Historic district in Missouri, United States

Courthouse Square Historic District is a national historic district located at West Plains, Howell County, Missouri. The district encompasses 46 contributing buildings in the central business district of West Plains. It developed between about 1881 and 1950 and includes representative examples of Italianate, Queen Anne, Romanesque Revival, Late Gothic Revival, and Art Deco style architecture. Located in the district are the separately listed Elledge Arcade Buildings, W. J. and Ed Smith Building, and West Plains Bank Building.
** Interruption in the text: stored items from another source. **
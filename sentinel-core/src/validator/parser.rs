//! Free-form signal text → structured intermediate.
//!
//! The parser is deliberately forgiving: anything it cannot find is left
//! empty and the validator turns the gap into a failed check.

use std::sync::LazyLock;

use regex::Regex;
use serde::{Deserialize, Serialize};

use crate::domain::Direction;
use crate::error::{CoreError, Result};

macro_rules! re {
    ($pat:expr) => {
        LazyLock::new(|| Regex::new($pat).unwrap())
    };
}

static RE_PAIR: LazyLock<Regex> = re!(r"\b([A-Z]{2,10})[/-]?(?:USDT|USDC|BUSD|PERP)\b");
static RE_LONG: LazyLock<Regex> = re!(r"(?i)\b(long|buy|compra|comprar)\b");
static RE_SHORT: LazyLock<Regex> = re!(r"(?i)\b(short|sell|venta|vender)\b");
static RE_ENTRADA: LazyLock<Regex> = re!(r"(?i)\bentrada\b");
static RE_ADD: LazyLock<Regex> =
    re!(r"(?i)\b(add|adding|increase|increasing|aumentar|aumenta|scale\s+in|average\s+down)\b");
static RE_LEVERAGE: LazyLock<Regex> = re!(r"(?i)\b(\d{1,3})\s*x\b");
static RE_PRICE: LazyLock<Regex> = re!(r"(\$)?(\d{1,3}(?:,\d{3})+(?:\.\d+)?|\d+(?:\.\d+)?)");
static RE_STOP_KW: LazyLock<Regex> = re!(r"(?i)\b(stop(?:[\s-]?loss)?|sl|invalidation)\b");
static RE_TARGET_KW: LazyLock<Regex> =
    re!(r"(?i)\b(targets?|tp\d?|take[\s-]?profit|objetivos?|tgt)\b");
static RE_ENTRY_KW: LazyLock<Regex> = re!(concat!(
    r"(?i)(\b(entry|entrada|buy|compra|sell|venta|at|increase|add|aumentar",
    r"|zone|esperar|long|short)\b|@)"
));
static RE_URGENCY: LazyLock<Regex> = re!(concat!(
    r"(?i)\b(urgent|urgente|now|ahora|asap|hurry|immediately|inmediatamente",
    r"|last\s+chance|don'?t\s+miss|no\s+te\s+lo\s+pierdas)\b"
));
static RE_EMOJI_BURST: LazyLock<Regex> = re!(r"(?:🚀|🔥|💰|💎|📈){2,}");
static RE_EXCLAIM: LazyLock<Regex> = re!(r"!{2,}");
static RE_CAPS_WORD: LazyLock<Regex> = re!(r"\b[A-Z]{4,}\b");

/// Words that are routinely upper-cased in signals and are not shouting.
const STRUCTURAL_WORDS: [&str; 12] = [
    "LONG", "SHORT", "ENTRY", "ENTRADA", "STOP", "LOSS", "TARGET", "TARGETS", "USDT", "USDC",
    "PERP", "BUSD",
];

#[derive(Debug, Clone, Copy, PartialEq, Eq, Default, Serialize, Deserialize)]
#[serde(rename_all = "snake_case")]
pub enum Intent {
    #[default]
    Open,
    /// Add to / increase an existing position.
    AddToPosition,
}

/// Lexical markers of fear-of-missing-out language.
#[derive(Debug, Clone, Copy, PartialEq, Eq, Default, Serialize, Deserialize)]
pub struct FomoMarkers {
    pub urgency_words: usize,
    pub emoji_bursts: usize,
    pub exclamation_runs: usize,
    pub shouting_words: usize,
}

impl FomoMarkers {
    /// Shouting counts as one marker once three words are in caps.
    pub fn total(&self) -> usize {
        self.urgency_words
            + self.emoji_bursts
            + self.exclamation_runs
            + usize::from(self.shouting_words >= 3)
    }
}

#[derive(Debug, Clone, Default, PartialEq, Serialize, Deserialize)]
pub struct ParsedSignal {
    pub symbol: Option<String>,
    pub direction: Option<Direction>,
    pub entries: Vec<f64>,
    pub targets: Vec<f64>,
    pub stop_loss: Option<f64>,
    pub leverage: Option<f64>,
    pub intent: Intent,
    pub fomo: FomoMarkers,
}

impl ParsedSignal {
    /// Symbol and direction, or why they could not be extracted.
    pub fn require_core(&self) -> Result<(&str, Direction)> {
        match (self.symbol.as_deref(), self.direction) {
            (Some(symbol), Some(direction)) => Ok((symbol, direction)),
            (None, Some(_)) => Err(CoreError::MalformedSignalText("no symbol found".into())),
            (Some(_), None) => Err(CoreError::MalformedSignalText("no direction found".into())),
            (None, None) => Err(CoreError::MalformedSignalText(
                "no symbol or direction found".into(),
            )),
        }
    }
}

#[derive(Debug, Clone, PartialEq, Serialize, Deserialize)]
#[serde(deny_unknown_fields, default)]
pub struct ParserConfig {
    /// Bare tickers recognised without a quote currency.
    pub known_symbols: Vec<String>,
}

impl Default for ParserConfig {
    fn default() -> Self {
        Self {
            known_symbols: [
                "BTC", "ETH", "SOL", "BNB", "XRP", "ADA", "DOGE", "AVAX", "DOT", "LINK", "MATIC",
                "LTC",
            ]
            .iter()
            .map(|s| s.to_string())
            .collect(),
        }
    }
}

#[derive(Debug, Clone, Copy, PartialEq, Eq)]
enum PriceRole {
    Entry,
    Target,
    Stop,
}

#[derive(Debug, Clone)]
pub struct SignalParser {
    symbols: Option<Regex>,
    known: Vec<String>,
}

impl SignalParser {
    pub fn new(config: &ParserConfig) -> Result<Self> {
        let known: Vec<String> = config
            .known_symbols
            .iter()
            .map(|s| s.trim().to_uppercase())
            .filter(|s| !s.is_empty())
            .collect();
        let symbols = if known.is_empty() {
            None
        } else {
            let alternation = known
                .iter()
                .map(|s| regex::escape(s))
                .collect::<Vec<_>>()
                .join("|");
            let pattern = format!(r"(?i)\b({alternation})\b");
            let regex = Regex::new(&pattern)
                .map_err(|e| CoreError::InvalidConfig(format!("known_symbols: {e}")))?;
            Some(regex)
        };
        Ok(Self { symbols, known })
    }

    pub fn parse(&self, text: &str) -> ParsedSignal {
        let mut parsed = ParsedSignal {
            symbol: self.symbol(text),
            direction: direction(text),
            leverage: RE_LEVERAGE
                .captures(text)
                .and_then(|c| c[1].parse::<f64>().ok()),
            intent: if RE_ADD.is_match(text) {
                Intent::AddToPosition
            } else {
                Intent::Open
            },
            fomo: self.fomo(text),
            ..ParsedSignal::default()
        };

        let mut unclassified = Vec::new();
        for line in text.lines() {
            for (offset, price) in prices(line) {
                match classify(line, offset) {
                    Some(PriceRole::Entry) => parsed.entries.push(price),
                    Some(PriceRole::Target) => parsed.targets.push(price),
                    Some(PriceRole::Stop) => {
                        if parsed.stop_loss.is_none() {
                            parsed.stop_loss = Some(price);
                        }
                    }
                    None => unclassified.push(price),
                }
            }
        }
        if parsed.entries.is_empty() && !unclassified.is_empty() {
            let split = unclassified.len().min(2);
            parsed.targets.extend(unclassified.drain(split..));
            parsed.entries = unclassified;
        }

        parsed
    }

    fn symbol(&self, text: &str) -> Option<String> {
        if let Some(c) = RE_PAIR.captures(text) {
            return Some(c[1].to_string());
        }
        self.symbols
            .as_ref()
            .and_then(|re| re.captures(text))
            .map(|c| c[1].to_uppercase())
    }

    fn fomo(&self, text: &str) -> FomoMarkers {
        let shouting_words = RE_CAPS_WORD
            .find_iter(text)
            .filter(|m| {
                let word = m.as_str();
                !STRUCTURAL_WORDS.contains(&word) && !self.known.iter().any(|k| k == word)
            })
            .count();
        FomoMarkers {
            urgency_words: RE_URGENCY.find_iter(text).count(),
            emoji_bursts: RE_EMOJI_BURST.find_iter(text).count(),
            exclamation_runs: RE_EXCLAIM.find_iter(text).count(),
            shouting_words,
        }
    }
}

fn direction(text: &str) -> Option<Direction> {
    let long = RE_LONG.find(text).map(|m| m.start());
    let short = RE_SHORT.find(text).map(|m| m.start());
    match (long, short) {
        (Some(l), Some(s)) => Some(if l <= s { Direction::Long } else { Direction::Short }),
        (Some(_), None) => Some(Direction::Long),
        (None, Some(_)) => Some(Direction::Short),
        (None, None) if RE_ENTRADA.is_match(text) => Some(Direction::Long),
        (None, None) => None,
    }
}

/// Prices in a line with their byte offsets. Labels ("Target 2:"), leverage
/// ("10x"), percentages and digits glued to words ("TP1") are skipped.
fn prices(line: &str) -> Vec<(usize, f64)> {
    let mut out = Vec::new();
    for caps in RE_PRICE.captures_iter(line) {
        let (Some(whole), Some(number)) = (caps.get(0), caps.get(2)) else {
            continue;
        };
        let dollar = caps.get(1).is_some();
        let before = line[..whole.start()].chars().next_back();
        if before.is_some_and(|c| c.is_alphanumeric() || c == '.') {
            continue;
        }
        let after = line[whole.end()..].trim_start().chars().next();
        match after {
            Some('%') | Some('x') | Some('X') => continue,
            Some(':') if !dollar => continue,
            _ => {}
        }
        if let Ok(value) = number.as_str().replace(',', "").parse::<f64>() {
            if value > 0.0 && value.is_finite() {
                out.push((whole.start(), value));
            }
        }
    }
    out
}

/// Role of the price at `offset`: the nearest keyword before it on the line,
/// else any keyword on the line (stop over target over entry).
fn classify(line: &str, offset: usize) -> Option<PriceRole> {
    let kinds = [
        (PriceRole::Stop, &*RE_STOP_KW),
        (PriceRole::Target, &*RE_TARGET_KW),
        (PriceRole::Entry, &*RE_ENTRY_KW),
    ];
    let prefix = &line[..offset];
    let nearest = kinds
        .iter()
        .filter_map(|(role, re)| re.find_iter(prefix).last().map(|m| (m.end(), *role)))
        .max_by_key(|(end, _)| *end)
        .map(|(_, role)| role);
    nearest.or_else(|| kinds.iter().find(|(_, re)| re.is_match(line)).map(|(role, _)| *role))
}
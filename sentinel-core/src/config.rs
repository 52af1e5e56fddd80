//! Aggregate configuration for every core component.

use std::collections::BTreeMap;

use serde::{Deserialize, Serialize};

use crate::domain::Timeframe;
use crate::error::{CoreError, Result};
use crate::regime::RegimeConfig;
use crate::risk::RiskConfig;
use crate::scoring::{SignalScorer, TimeframeConfig};
use crate::simulator::SimulatorConfig;
use crate::snapshot::SnapshotConfig;
use crate::validator::ValidatorConfig;

const BALANCED_PRESET: &str = include_str!("../presets/balanced.toml");

#[derive(Debug, Clone, PartialEq, Serialize, Deserialize)]
#[serde(deny_unknown_fields)]
pub struct SystemConfig {
    #[serde(default)]
    pub snapshot: SnapshotConfig,
    #[serde(default)]
    pub regime: RegimeConfig,
    pub risk: RiskConfig,
    #[serde(default)]
    pub simulator: SimulatorConfig,
    #[serde(default)]
    pub validator: ValidatorConfig,
    /// Scoring thresholds keyed by timeframe. There are no built-in
    /// defaults; a timeframe missing here cannot be scored.
    pub timeframes: BTreeMap<Timeframe, TimeframeConfig>,
}

impl SystemConfig {
    /// Parse and validate a TOML document.
    pub fn from_toml_str(source: &str) -> Result<Self> {
        let config: SystemConfig =
            toml::from_str(source).map_err(|e| CoreError::InvalidConfig(e.to_string()))?;
        config.validate()?;
        Ok(config)
    }

    /// Deserialize from an already-parsed TOML value (e.g. after a host
    /// stripped its own tables).
    pub fn from_toml_value(value: toml::Value) -> Result<Self> {
        let config: SystemConfig = value
            .try_into()
            .map_err(|e: toml::de::Error| CoreError::InvalidConfig(e.to_string()))?;
        config.validate()?;
        Ok(config)
    }

    /// The shipped balanced preset covering 15m, 1h and 4h.
    pub fn balanced_preset() -> Result<Self> {
        Self::from_toml_str(BALANCED_PRESET)
    }

    pub fn to_toml_string(&self) -> Result<String> {
        toml::to_string(self).map_err(|e| CoreError::InvalidConfig(e.to_string()))
    }

    pub fn validate(&self) -> Result<()> {
        self.snapshot.validate()?;
        self.regime.validate()?;
        self.risk.validate()?;
        self.simulator.validate()?;
        self.validator.validate()?;
        if self.timeframes.is_empty() {
            return Err(CoreError::InvalidConfig("at least one timeframe table is required".into()));
        }
        for (tf, cfg) in &self.timeframes {
            cfg.validate()
                .map_err(|e| CoreError::InvalidConfig(format!("timeframes.{tf}: {e}")))?;
        }
        Ok(())
    }

    pub fn timeframe(&self, tf: Timeframe) -> Result<&TimeframeConfig> {
        self.timeframes.get(&tf).ok_or_else(|| {
            CoreError::InvalidConfig(format!("no thresholds configured for timeframe {tf}"))
        })
    }

    pub fn scorer(&self, tf: Timeframe) -> Result<SignalScorer> {
        SignalScorer::new(tf, self.timeframe(tf)?.clone(), self.risk.clone())
    }
}
//! Data models for USGS earthquake feed responses.
//!
//! These structures match the GeoJSON summary format. Only the fields the
//! dashboard reads are declared; serde ignores the rest.

use chrono::{DateTime, TimeZone, Utc};

use serde::{Deserialize, Deserializer};
use tracing::debug;

use crate::errors::FetchError;

/// Top-level GeoJSON response from USGS feeds.
#[derive(Debug, Clone, Deserialize)]
pub struct FeatureCollection {
    /// Always "FeatureCollection"
    #[serde(rename = "type")]
    pub type_: String,

    /// Feed metadata
    #[serde(default)]
    pub metadata: Option<Metadata>,

    /// Earthquake events; features that do not deserialize are dropped
    #[serde(default, deserialize_with = "skip_malformed")]
    pub features: Vec<Feature>,
}

impl FeatureCollection {
    /// Validate the response structure.
    ///
    /// # Errors
    ///
    /// Returns an error if the top-level type is not a feature collection.
    pub fn validate(&self) -> Result<(), FetchError> {
        if self.type_ != "FeatureCollection" {
            return Err(FetchError::InvalidResponse(format!(
                "expected type 'FeatureCollection', got '{}'",
                self.type_
            )));
        }
        Ok(())
    }

    /// Convert every feature into a raw event, preserving feed order.
    #[must_use]
    pub fn raw_events(&self) -> Vec<RawEvent> {
        self.features.iter().map(RawEvent::from).collect()
    }
}

/// Deserialize each feature on its own so one bad record does not sink
/// the batch.
fn skip_malformed<'de, D>(deserializer: D) -> Result<Vec<Feature>, D::Error>
where
    D: Deserializer<'de>,
{
    let values = Vec::<serde_json::Value>::deserialize(deserializer)?;
    let total = values.len();
    let features: Vec<Feature> = values
        .into_iter()
        .enumerate()
        .filter_map(|(i, value)| {
            serde_json::from_value(value)
                .map_err(|e| debug!("skipping malformed feature #{}: {}", i, e))
                .ok()
        })
        .collect();
    if features.len() < total {
        debug!("kept {} of {} features", features.len(), total);
    }
    Ok(features)
}

/// Metadata about the feed response.
#[derive(Debug, Clone, Deserialize)]
pub struct Metadata {
    /// When this feed was generated (ms since epoch)
    pub generated: Option<i64>,

    /// Human-readable title
    pub title: Option<String>,

    /// Number of events in response
    pub count: Option<usize>,
}

impl Metadata {
    #[must_use]
    pub fn generated_at(&self) -> Option<DateTime<Utc>> {
        self.generated
            .and_then(|ms| Utc.timestamp_millis_opt(ms).single())
    }
}

/// A single earthquake event as delivered by the feed.
#[derive(Debug, Clone, Deserialize)]
pub struct Feature {
    /// Unique event ID
    #[serde(default)]
    pub id: Option<String>,

    /// Geographic location
    #[serde(default)]
    pub geometry: Option<Geometry>,

    /// Event properties
    pub properties: Properties,
}

impl Feature {
    /// Stable identifier: the feature id, else the event code, else the
    /// first entry of the `ids` list.
    #[must_use]
    pub fn event_id(&self) -> String {
        self.id
            .clone()
            .filter(|id| !id.is_empty())
            .or_else(|| self.properties.code.clone().filter(|c| !c.is_empty()))
            .or_else(|| {
                self.properties.ids.as_deref().and_then(|ids| {
                    ids.split(',').find(|s| !s.is_empty()).map(str::to_string)
                })
            })
            .unwrap_or_default()
    }

    /// Get the event time as a `DateTime<Utc>`.
    #[must_use]
    pub fn time(&self) -> Option<DateTime<Utc>> {
        self.properties
            .time
            .and_then(|ms| Utc.timestamp_millis_opt(ms).single())
    }

    /// Get longitude (degrees).
    #[must_use]
    pub fn longitude(&self) -> Option<f64> {
        self.coordinate(0)
    }

    /// Get latitude (degrees).
    #[must_use]
    pub fn latitude(&self) -> Option<f64> {
        self.coordinate(1)
    }

    /// Get depth in kilometers (positive down).
    #[must_use]
    pub fn depth_km(&self) -> Option<f64> {
        self.coordinate(2)
    }

    fn coordinate(&self, index: usize) -> Option<f64> {
        self.geometry
            .as_ref()
            .and_then(|g| g.coordinates.get(index).copied().flatten())
    }
}

/// Geographic geometry for an event.
#[derive(Debug, Clone, Deserialize)]
pub struct Geometry {
    /// Coordinates: [longitude, latitude, depth_km]
    #[serde(default)]
    pub coordinates: Vec<Option<f64>>,
}

/// Event properties from the USGS feed.
#[derive(Debug, Clone, Deserialize)]
pub struct Properties {
    /// Magnitude value
    pub mag: Option<f64>,

    /// Human-readable place description
    pub place: Option<String>,

    /// Event time (ms since epoch)
    pub time: Option<i64>,

    /// Event code
    pub code: Option<String>,

    /// Comma-separated event IDs
    pub ids: Option<String>,
}

/// An event record as fetched, before normalization.
///
/// Magnitude and coordinates stay optional: the normalizer decides what
/// counts as malformed.
#[derive(Debug, Clone, PartialEq)]
pub struct RawEvent {
    pub id: String,
    pub magnitude: Option<f64>,
    pub place: Option<String>,
    pub time_utc: Option<DateTime<Utc>>,
    pub latitude: Option<f64>,
    pub longitude: Option<f64>,
    pub depth_km: Option<f64>,
}

impl From<&Feature> for RawEvent {
    fn from(f: &Feature) -> Self {
        Self {
            id: f.event_id(),
            magnitude: f.properties.mag,
            place: f.properties.place.clone(),
            time_utc: f.time(),
            latitude: f.latitude(),
            longitude: f.longitude(),
            depth_km: f.depth_km(),
        }
    }
}
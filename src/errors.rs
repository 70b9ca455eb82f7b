//! Error types for quakewatch.
//!
//! Uses `thiserror` for library-style error definitions. Each pipeline
//! stage has its own error so callers can decide how to degrade.

use thiserror::Error;

/// Errors from fetching a USGS feed.
///
/// Never fatal to a session: the dashboard shows an empty state instead.
#[derive(Error, Debug)]
pub enum FetchError {
    /// HTTP request failed
    #[error("HTTP request failed: {0}")]
    Http(#[from] reqwest::Error),

    /// JSON parsing failed
    #[error("Failed to parse JSON: {0}")]
    Parse(#[from] serde_json::Error),

    /// API returned an error status
    #[error("USGS API error (HTTP {status}): {message}")]
    Api { status: u16, message: String },

    /// Invalid response structure
    #[error("Invalid response: {0}")]
    InvalidResponse(String),
}

/// Errors from turning a location mode into coordinates.
///
/// These block the pipeline until the user picks a usable location.
#[derive(Error, Debug)]
pub enum GeolocationError {
    /// IP-based lookup failed or returned no usable location
    #[error("IP geolocation failed: {0}")]
    IpLookup(String),

    /// Country code is malformed or unknown to the geocoder
    #[error("unrecognized country code: {0}")]
    UnknownCountry(String),

    /// Country geocoding request failed
    #[error("country lookup failed: {0}")]
    CountryLookup(String),

    #[error("latitude {0} out of range [-90, 90]")]
    LatitudeOutOfRange(f64),

    #[error("longitude {0} out of range [-180, 180]")]
    LongitudeOutOfRange(f64),
}

/// Errors from mapping coordinates or names to a timezone.
///
/// Non-fatal: callers fall back to UTC.
#[derive(Error, Debug, Clone, PartialEq)]
pub enum TimezoneLookupError {
    /// No timezone polygon contains the point (open ocean, poles)
    #[error("no timezone found at {lat:.4}, {lon:.4}")]
    NoZone { lat: f64, lon: f64 },

    /// Zone name is not a known IANA identifier
    #[error("unknown IANA timezone: {0}")]
    UnknownZone(String),
}
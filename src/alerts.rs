//! New-event alerts.
//!
//! A bounded ring of event IDs the session has already displayed. Events
//! at or above the alert magnitude that are not in the ring become alerts.
//! Follows NASA Power of 10: bounded resources.

use std::collections::VecDeque;

use tracing::debug;

use crate::normalize::NormalizedEvent;

/// Default capacity for the seen-ID ring.
/// Sized for a week of the busiest feed.
pub const DEFAULT_CAPACITY: usize = 10_000;

/// Default magnitude that triggers an alert.
pub const DEFAULT_ALERT_MAGNITUDE: f64 = 4.5;

/// A bounded FIFO ring of seen event IDs.
#[derive(Debug)]
pub struct SeenRing {
    /// Oldest at front, newest at back
    seen: VecDeque<String>,
    capacity: usize,
}

impl SeenRing {
    /// Create a ring with the given capacity (at least 1).
    #[must_use]
    pub fn new(capacity: usize) -> Self {
        let capacity = capacity.max(1);
        Self {
            seen: VecDeque::with_capacity(capacity.min(DEFAULT_CAPACITY)),
            capacity,
        }
    }

    #[must_use]
    pub fn contains(&self, id: &str) -> bool {
        // Linear search; fast enough for 10k entries
        self.seen.iter().any(|e| e == id)
    }

    /// Record `id`. Returns `true` if it was not already present.
    pub fn mark(&mut self, id: &str) -> bool {
        if self.contains(id) {
            return false;
        }
        if self.seen.len() >= self.capacity {
            self.seen.pop_front();
        }
        self.seen.push_back(id.to_string());

        debug_assert!(self.seen.len() <= self.capacity);
        true
    }

    #[must_use]
    #[allow(clippy::len_without_is_empty)]
    pub fn len(&self) -> usize {
        self.seen.len()
    }
}

impl Default for SeenRing {
    fn default() -> Self {
        Self::new(DEFAULT_CAPACITY)
    }
}

/// Detect alerts in a freshly built list and mark the whole list seen.
///
/// `events` is ordered newest first, so the returned alerts are too.
pub fn detect_alerts(
    seen: &mut SeenRing,
    events: &[NormalizedEvent],
    threshold: f64,
) -> Vec<NormalizedEvent> {
    let alerts: Vec<NormalizedEvent> = events
        .iter()
        .filter(|e| e.raw_magnitude >= threshold && !seen.contains(&e.id))
        .cloned()
        .collect();

    for event in events {
        seen.mark(&event.id);
    }
    debug!("{} new alerts, {} ids seen", alerts.len(), seen.len());

    alerts
}

#[cfg(test)]
mod tests {
    use super::*;
    use crate::normalize::normalize;
    use crate::normalize::tests::{location, raw};

    #[test]
    fn test_mark() {
        let mut ring = SeenRing::new(100);
        assert!(ring.mark("event1"));
        assert!(ring.mark("event2"));
        assert!(!ring.mark("event1"));
        assert_eq!(ring.len(), 2);
    }

    #[test]
    fn test_bounded_capacity() {
        let mut ring = SeenRing::new(3);

        ring.mark("event1");
        ring.mark("event2");
        ring.mark("event3");
        ring.mark("event4");
        assert_eq!(ring.len(), 3);

        // event1 was evicted
        assert!(!ring.contains("event1"));
        assert!(ring.contains("event4"));
    }

    #[test]
    fn test_alerts_fire_once() {
        let events = normalize(
            &[
                raw("small", Some(2.0), 3),
                raw("big", Some(5.2), 2),
                raw("edge", Some(4.5), 1),
            ],
            &location("UTC"),
        );
        let mut seen = SeenRing::default();

        let first: Vec<String> = detect_alerts(&mut seen, &events, 4.5)
            .into_iter()
            .map(|e| e.id)
            .collect();
        assert_eq!(first, ["big", "edge"]);
        assert_eq!(seen.len(), 3);

        assert!(detect_alerts(&mut seen, &events, 4.5).is_empty());
    }

    #[test]
    fn test_seen_below_threshold_does_not_alert_later() {
        let events = normalize(&[raw("quake", Some(3.0), 1)], &location("UTC"));
        let mut seen = SeenRing::default();

        assert!(detect_alerts(&mut seen, &events, 4.5).is_empty());
        // lowering the threshold does not re-announce already shown events
        assert!(detect_alerts(&mut seen, &events, 2.0).is_empty());
    }
}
Other notable buildings include the IOOF Building #2 (c. 1923), First Presbyterian Church (c. 1887, 1910, 1978), Howell County Courthouse (1937), Aid Hardware Building (1914-1915), W. N. Evans Building (c. 1892), J. R. Foster Building (c. 1929), Foster-Renfrew Building (c. 1919), Alsup, Risley & Skillman Block (c. 1887), Catron Opera House / Johnson Opera House (1893), IOOF Building / J. R. Galloway Building (1896), Evans Theatre (c. 1899, 1913), W. J. Zorn Building, #1/Howell County Gazette Building (1911-1912), West Plains Fire Department/City Hall (1917), and Avenue Theatre (1950).

It was listed on the National Register of Historic Places in 2003.